Aparentemente el autor no se complica la vida para trenzar el artefacto narrativo de la novela, pero a medida que se avanza en la lectura te das cuenta de que hay gato encerrado, hasta hay pergaminos de Melquiades que semejan a los cartapacios del Alcaná de Toledo en El Quijote. Aureliano Buendía revive lo vivido como un fogonazo cuando está a punto de ser fusilado. Se trata de un narrador clásico en tercera persona, conocedor de todos los hechos presentes y futuros como parece señalar el comienzo que es el mismo que el final: “Muchos años después, frente al pelotón de fusilamiento, el coronel Aureliano Buendía había de recordar aquella tarde remota en que su padre lo llevó a conocer el hielo.” Estar ante un pelotón de fusilamiento es una manera poderosa de comenzar un relato por el final.
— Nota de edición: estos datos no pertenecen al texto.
// publish and listen subcommands
use anyhow::Context;
use events_bus::EventBus;
use integration_events::catalog;
use std::future::Future;
use std::sync::Arc;
use tracing::info;

use crate::cli::Service;
use crate::handlers::{register_service_handlers, StockLedger};

/// Publishes a `kind` event built from the JSON object in `data`.
pub async fn publish(bus: &EventBus, kind: &str, data: &str) -> anyhow::Result<()> {
    let fields: serde_json::Value =
        serde_json::from_str(data).context("--data is not valid JSON")?;
    let body = catalog::build_payload(kind, fields)?;

    bus.publish_raw(kind, &body)
        .await
        .with_context(|| format!("failed to publish {kind}"))?;

    info!(event_kind = kind, exchange = %bus.config().exchange_name, "Event published");
    Ok(())
}

/// Consumes the events of `service` until `shutdown` resolves, then shuts
/// the bus down.
pub async fn listen<S>(bus: &EventBus, service: Service, shutdown: S) -> anyhow::Result<()>
where
    S: Future<Output = ()>,
{
    let ledger = Arc::new(StockLedger::new());
    register_service_handlers(bus, service, ledger)
        .await
        .context("failed to subscribe")?;

    info!(
        service = ?service,
        queue = %bus.config().queue_name,
        kinds = ?bus.registry().event_kinds(),
        "Listening for integration events"
    );

    shutdown.await;

    info!("Shutting down");
    bus.shutdown().await?;
    Ok(())
}
//! Registry of every event kind the WMS services exchange.

use chrono::Utc;
use events_bus::IntegrationEvent;
use serde_json::{Map, Value};
use thiserror::Error;
use uuid::Uuid;

use crate::inventory::{InventoryItemCreated, InventoryStockUpdated, StockAdjusted};
use crate::picking::{
    InventoryPicked, PickingItemShort, PickingListAssigned, PickingListCancelled,
    PickingListCompleted, PickingListReleased, PickingListUnassigned,
};
use crate::receiving::{
    PurchaseOrderCancelled, PurchaseOrderConfirmed, ReceiptCancelled, ReceiptCompleted,
};
use crate::shipping::{OrderPacked, ShipmentDispatched};

/// Every event kind, grouped by publishing service.
pub const ALL_KINDS: &[&str] = &[
    InventoryItemCreated::KIND,
    InventoryStockUpdated::KIND,
    StockAdjusted::KIND,
    PickingListReleased::KIND,
    PickingListAssigned::KIND,
    PickingListUnassigned::KIND,
    PickingListCompleted::KIND,
    PickingListCancelled::KIND,
    InventoryPicked::KIND,
    PickingItemShort::KIND,
    PurchaseOrderConfirmed::KIND,
    PurchaseOrderCancelled::KIND,
    ReceiptCompleted::KIND,
    ReceiptCancelled::KIND,
    OrderPacked::KIND,
    ShipmentDispatched::KIND,
];

#[derive(Error, Debug)]
pub enum CatalogError {
    #[error("Unknown event kind: {0}")]
    UnknownKind(String),

    #[error("Event fields must be a JSON object")]
    NotAnObject,

    #[error("Invalid fields for {kind}: {source}")]
    InvalidFields {
        kind: String,
        #[source]
        source: serde_json::Error,
    },
}

pub fn is_known_kind(kind: &str) -> bool {
    ALL_KINDS.contains(&kind)
}

/// Builds the wire body of a `kind` event from its kind-specific fields.
///
/// A fresh `id` and `createdAtUtc` are stamped unless `fields` carries
/// them already. The result is validated against the event type, so the
/// body is exactly what a typed publisher would send.
pub fn build_payload(kind: &str, fields: Value) -> Result<Vec<u8>, CatalogError> {
    let Value::Object(mut object) = fields else {
        return Err(CatalogError::NotAnObject);
    };
    stamp_header(&mut object);
    let value = Value::Object(object);

    match kind {
        "InventoryItemCreated" => encode::<InventoryItemCreated>(kind, value),
        "InventoryStockUpdated" => encode::<InventoryStockUpdated>(kind, value),
        "StockAdjusted" => encode::<StockAdjusted>(kind, value),
        "PickingListReleased" => encode::<PickingListReleased>(kind, value),
        "PickingListAssigned" => encode::<PickingListAssigned>(kind, value),
        "PickingListUnassigned" => encode::<PickingListUnassigned>(kind, value),
        "PickingListCompleted" => encode::<PickingListCompleted>(kind, value),
        "PickingListCancelled" => encode::<PickingListCancelled>(kind, value),
        "InventoryPicked" => encode::<InventoryPicked>(kind, value),
        "PickingItemShort" => encode::<PickingItemShort>(kind, value),
        "PurchaseOrderConfirmed" => encode::<PurchaseOrderConfirmed>(kind, value),
        "PurchaseOrderCancelled" => encode::<PurchaseOrderCancelled>(kind, value),
        "ReceiptCompleted" => encode::<ReceiptCompleted>(kind, value),
        "ReceiptCancelled" => encode::<ReceiptCancelled>(kind, value),
        "OrderPacked" => encode::<OrderPacked>(kind, value),
        "ShipmentDispatched" => encode::<ShipmentDispatched>(kind, value),
        other => Err(CatalogError::UnknownKind(other.to_string())),
    }
}

fn stamp_header(object: &mut Map<String, Value>) {
    object
        .entry("id")
        .or_insert_with(|| Value::String(Uuid::new_v4().to_string()));
    object
        .entry("createdAtUtc")
        .or_insert_with(|| Value::String(Utc::now().to_rfc3339()));
}

fn encode<E: IntegrationEvent>(kind: &str, value: Value) -> Result<Vec<u8>, CatalogError> {
    let invalid = |source| CatalogError::InvalidFields {
        kind: kind.to_string(),
        source,
    };
    let event: E = serde_json::from_value(value).map_err(invalid)?;
    serde_json::to_vec(&event).map_err(invalid)
}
Conocer el futuro a toro pasado. La llamarada de calor, el tema  del primer capítulo es la búsqueda del hielo, el día que José Arcadio Buendía lleva a su hijo Aureliano a conocer el hielo, el misterio del agua fría en estado sólido. 
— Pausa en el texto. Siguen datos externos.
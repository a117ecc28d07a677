//! Settings for a `dgf-strip` run.
//!
//! Settings are optional and read from YAML. The file is taken from the
//! `DGF_STRIP_CONFIG` environment variable when set, otherwise from
//! `dgf-strip.yml` in the working directory if present.
//!
//! # Example YAML
//!
//! ```yaml
//! strict: false
//! fail_on_diagnostics: true
//! dry_run: false
//! output_directory: unlocked
//! ```

use std::ffi::OsString;
use std::io::BufReader;
use std::path::Path;

use dgf_strip_core::{ParseMode, ParseResult};
use serde::Deserialize;

use crate::error::Result;

/// Environment variable naming the settings file.
pub const CONFIG_ENV: &str = "DGF_STRIP_CONFIG";

/// Settings file looked up in the working directory.
pub const DEFAULT_CONFIG_FILE: &str = "dgf-strip.yml";

/// Exit status when parsing produced diagnostics.
pub const EXIT_DIAGNOSTICS: i32 = 2;

/// Exit status when at least one file failed.
pub const EXIT_FILE_FAILURES: i32 = 1;

/// Top-level run settings. Every field is optional in the YAML.
#[derive(Debug, Clone, Default, PartialEq, Eq, Deserialize)]
#[serde(default)]
pub struct StripConfig {
    /// Abort before doing any work on the first parse diagnostic.
    pub strict: bool,
    /// Reflect diagnostics and file failures in the exit status.
    pub fail_on_diagnostics: bool,
    /// Print the resolved plan as JSON instead of processing files.
    pub dry_run: bool,
    /// Output directory used when `-output-directory` is not given.
    pub output_directory: Option<String>,
}

impl StripConfig {
    /// Loads settings from a YAML file.
    ///
    /// # Errors
    ///
    /// Returns [`IoError`](crate::error::ConfigError::IoError) if the file
    /// cannot be read, or [`YamlError`](crate::error::ConfigError::YamlError)
    /// if parsing fails.
    pub fn load(path: impl AsRef<Path>) -> Result<Self> {
        let file = std::fs::File::open(path)?;
        let reader = BufReader::new(file);
        let config = serde_yaml::from_reader(reader)?;
        Ok(config)
    }

    /// Finds and loads the settings for this process.
    pub fn discover(working_dir: &Path) -> Result<Self> {
        Self::locate(std::env::var_os(CONFIG_ENV), working_dir)
    }

    /// Loads from `explicit` if given (it must exist), else from the
    /// default file in `working_dir` if it exists, else returns defaults.
    pub fn locate(explicit: Option<OsString>, working_dir: &Path) -> Result<Self> {
        if let Some(path) = explicit.filter(|p| !p.is_empty()) {
            return Self::load(path);
        }

        let fallback = working_dir.join(DEFAULT_CONFIG_FILE);
        if fallback.is_file() {
            Self::load(fallback)
        } else {
            Ok(Self::default())
        }
    }

    /// Parser mode implied by these settings.
    pub fn parse_mode(&self) -> ParseMode {
        if self.strict {
            ParseMode::Strict
        } else {
            ParseMode::Lenient
        }
    }

    /// Fills plan fields the command line left unset.
    pub fn apply_defaults(&self, plan: &mut ParseResult) {
        if plan.output_directory.is_empty() {
            if let Some(dir) = &self.output_directory {
                plan.output_directory = dir.clone();
            }
        }
    }

    /// Process exit status for a finished run.
    ///
    /// Always 0 unless `fail_on_diagnostics` is set; diagnostics take
    /// precedence over file failures.
    pub fn exit_status(&self, had_diagnostics: bool, had_failures: bool) -> i32 {
        if !self.fail_on_diagnostics {
            return 0;
        }
        if had_diagnostics {
            EXIT_DIAGNOSTICS
        } else if had_failures {
            EXIT_FILE_FAILURES
        } else {
            0
        }
    }
}
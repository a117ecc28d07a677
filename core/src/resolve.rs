//! Token-to-flag resolution.
//!
//! Resolution is case-insensitive and goes through two levels: the name is
//! tried as a canonical key first, then as an alias whose canonical key is
//! looked up in turn.

use tracing::trace;

use crate::catalog::FlagCatalog;
use crate::types::FlagDefinition;

/// Leading character that marks a token as a flag.
pub const FLAG_MARKER: char = '-';

/// Outcome of resolving a token or name against a catalog.
#[derive(Debug, Clone, Copy, PartialEq, Eq)]
pub enum Resolution<'a> {
    /// The token names a known flag.
    Found(&'a FlagDefinition),
    /// The token is not a flag the catalog knows.
    NotFound,
}

impl<'a> Resolution<'a> {
    /// Converts into an `Option`.
    pub fn found(self) -> Option<&'a FlagDefinition> {
        match self {
            Self::Found(def) => Some(def),
            Self::NotFound => None,
        }
    }
}

/// Trims and case-folds a raw token.
pub fn normalize(token: &str) -> String {
    token.trim().to_lowercase()
}

/// Returns `true` if the normalized token starts with the flag marker.
pub fn is_flag_candidate(token: &str) -> bool {
    token.trim_start().starts_with(FLAG_MARKER)
}

/// Resolves a raw command-line token.
///
/// Only marker-prefixed tokens can resolve; the marker is stripped before
/// lookup.
///
/// # Examples
///
/// ```
/// use dgf_strip_core::{FlagCatalog, FlagKind, Resolution, resolve};
///
/// let catalog = FlagCatalog::builtin();
/// let Resolution::Found(def) = resolve(catalog, " -OD ") else {
///     panic!("alias should resolve");
/// };
/// assert_eq!(def.kind, FlagKind::SpecifyOutputDirectory);
/// assert_eq!(resolve(catalog, "output"), Resolution::NotFound);
/// ```
pub fn resolve<'a>(catalog: &'a FlagCatalog, token: &str) -> Resolution<'a> {
    let normalized = normalize(token);
    match normalized.strip_prefix(FLAG_MARKER) {
        Some(name) => lookup_normalized(catalog, name),
        None => Resolution::NotFound,
    }
}

/// Resolves a bare flag name (no marker), as used for help topics.
pub fn lookup<'a>(catalog: &'a FlagCatalog, name: &str) -> Resolution<'a> {
    lookup_normalized(catalog, &normalize(name))
}

fn lookup_normalized<'a>(catalog: &'a FlagCatalog, name: &str) -> Resolution<'a> {
    if let Some(def) = catalog.lookup_by_key(name) {
        trace!(name, key = def.canonical_key, "Resolved canonical flag");
        return Resolution::Found(def);
    }

    let resolved = catalog
        .canonical_for_alias(name)
        .and_then(|key| catalog.lookup_by_key(key));
    match resolved {
        Some(def) => {
            trace!(name, key = def.canonical_key, "Resolved flag alias");
            Resolution::Found(def)
        }
        None => Resolution::NotFound,
    }
}

#[cfg(test)]
mod tests {
    use super::*;
    use crate::types::{FlagAlias, FlagKind};

    fn kind_of(token: &str) -> Option<FlagKind> {
        resolve(FlagCatalog::builtin(), token)
            .found()
            .map(|def| def.kind)
    }

    #[test]
    fn test_resolve_canonical_and_alias() {
        assert_eq!(kind_of("-help"), Some(FlagKind::ShowHelp));
        assert_eq!(kind_of("-h"), Some(FlagKind::ShowHelp));
        assert_eq!(kind_of("-verbose"), Some(FlagKind::Verbose));
        assert_eq!(kind_of("-v"), Some(FlagKind::Verbose));
        assert_eq!(kind_of("-output"), Some(FlagKind::SpecifyOutputPath));
        assert_eq!(kind_of("-o"), Some(FlagKind::SpecifyOutputPath));
        assert_eq!(
            kind_of("-output-directory"),
            Some(FlagKind::SpecifyOutputDirectory)
        );
        assert_eq!(kind_of("-od"), Some(FlagKind::SpecifyOutputDirectory));
    }

    #[test]
    fn test_resolve_is_case_insensitive_and_trimmed() {
        assert_eq!(kind_of("  -Verbose "), Some(FlagKind::Verbose));
        assert_eq!(kind_of("-OUTPUT"), Some(FlagKind::SpecifyOutputPath));
    }

    #[test]
    fn test_resolve_requires_marker() {
        assert_eq!(kind_of("help"), None);
        assert_eq!(kind_of("h"), None);
    }

    #[test]
    fn test_resolve_rejects_unknown() {
        assert_eq!(kind_of("-bogus"), None);
        assert_eq!(kind_of("-"), None);
        assert_eq!(kind_of("--help"), None);
    }

    #[test]
    fn test_lookup_without_marker() {
        let catalog = FlagCatalog::builtin();
        assert!(lookup(catalog, "Output").found().is_some());
        assert!(lookup(catalog, "od").found().is_some());
        assert_eq!(lookup(catalog, "nothing"), Resolution::NotFound);
    }

    #[test]
    fn test_dangling_alias_does_not_resolve() {
        static DEFS: &[FlagDefinition] = &[FlagDefinition::new("verbose", FlagKind::Verbose)];
        static ALIASES: &[FlagAlias] = &[FlagAlias::new("q", "quiet")];
        let catalog = FlagCatalog::new(DEFS, ALIASES);
        assert_eq!(resolve(&catalog, "-q"), Resolution::NotFound);
    }

    #[test]
    fn test_is_flag_candidate() {
        assert!(is_flag_candidate("-x"));
        assert!(is_flag_candidate("  -x"));
        assert!(!is_flag_candidate("file.sav"));
    }
}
Aureliano es el primer ser humano que nace en Macondo, la ciudad infante, sin pasado ni cadáveres que exhumar de ningún cementerio, porque es tan joven que nadie ha tenido tiempo de morir matando ni de matar aún, pero todo se andará como veremos. Los gitanos de piel de bronce que vienen con sus carromatos por primavera les abren al mundo exterior de Macondo, como el porrazo contra el toro de piedra que abre a Lázaro de Tormes al conocimiento. Traen objetos inútiles, pero a José Arcadio Buendía le entusiasman los imanes, el catalejo y la lupa. Los fierros que desclavan los clavos de la cruz y dotan de vida propia a los metales quietos. Los imanes de los gitanos encienden la imaginación del padre de Aureliano que trueca los metales mágicos por un mulo y unos cuantos chivos con la idea disparatada de encontrar oro, verdadera obsesión de los habitantes de las tierras nuevas desde los tiempos de los conquistadores y El Dorado. La fiebre del oro le lleva a arrastrar los fierros imantados por valles y montañas, incluido el fondo de los ríos a la búsqueda del material precioso. La  extracción se limita a una armadura oxidada, completa en todas sus partes. Dentro del artefacto descubre un esqueleto calcificado del Siglo XV y un relicario de cobre que guarda un mechón enamorado de pelo de mujer. (Cómo recuerda a Don Quijote momificado).




"Úrsula cedió, como ocurría siempre, ante la inquebrantable obstinación de su marido."

En vista del fracaso de su apuesta, el gitano Melquiades le cambia –para desesperación de Úrsula- los dos fierros y unas monedas coloniales por una lupa gigante, descubrimiento de los judíos de Ámsterdam. La mente calenturienta de José Arcadio Buendía imagina utilizar el invento como arma de guerra, convencido de la superioridad del ejército que adquiera su innovación en la compleja guerra solar. En vano espera respuesta de las autoridades durante varios años. Melquiades sale al rescate de nuevo, le vuelve a cambiar la lupa por los doblones en prueba de la honradez de los gitanos de palabra. Además, añade unos mapas portugueses y unos instrumentos de navegación. José Arcadio Buendía se pasa los meses de lluvia encerrado en una habitación aprendiendo a manejar el astrolabio, la brújula y el sextante. Adquiere tal “noción del espacio que le permitió navegar por mares incógnitos, visitar territorios deshabitados y trabar relación con seres espléndidos.” 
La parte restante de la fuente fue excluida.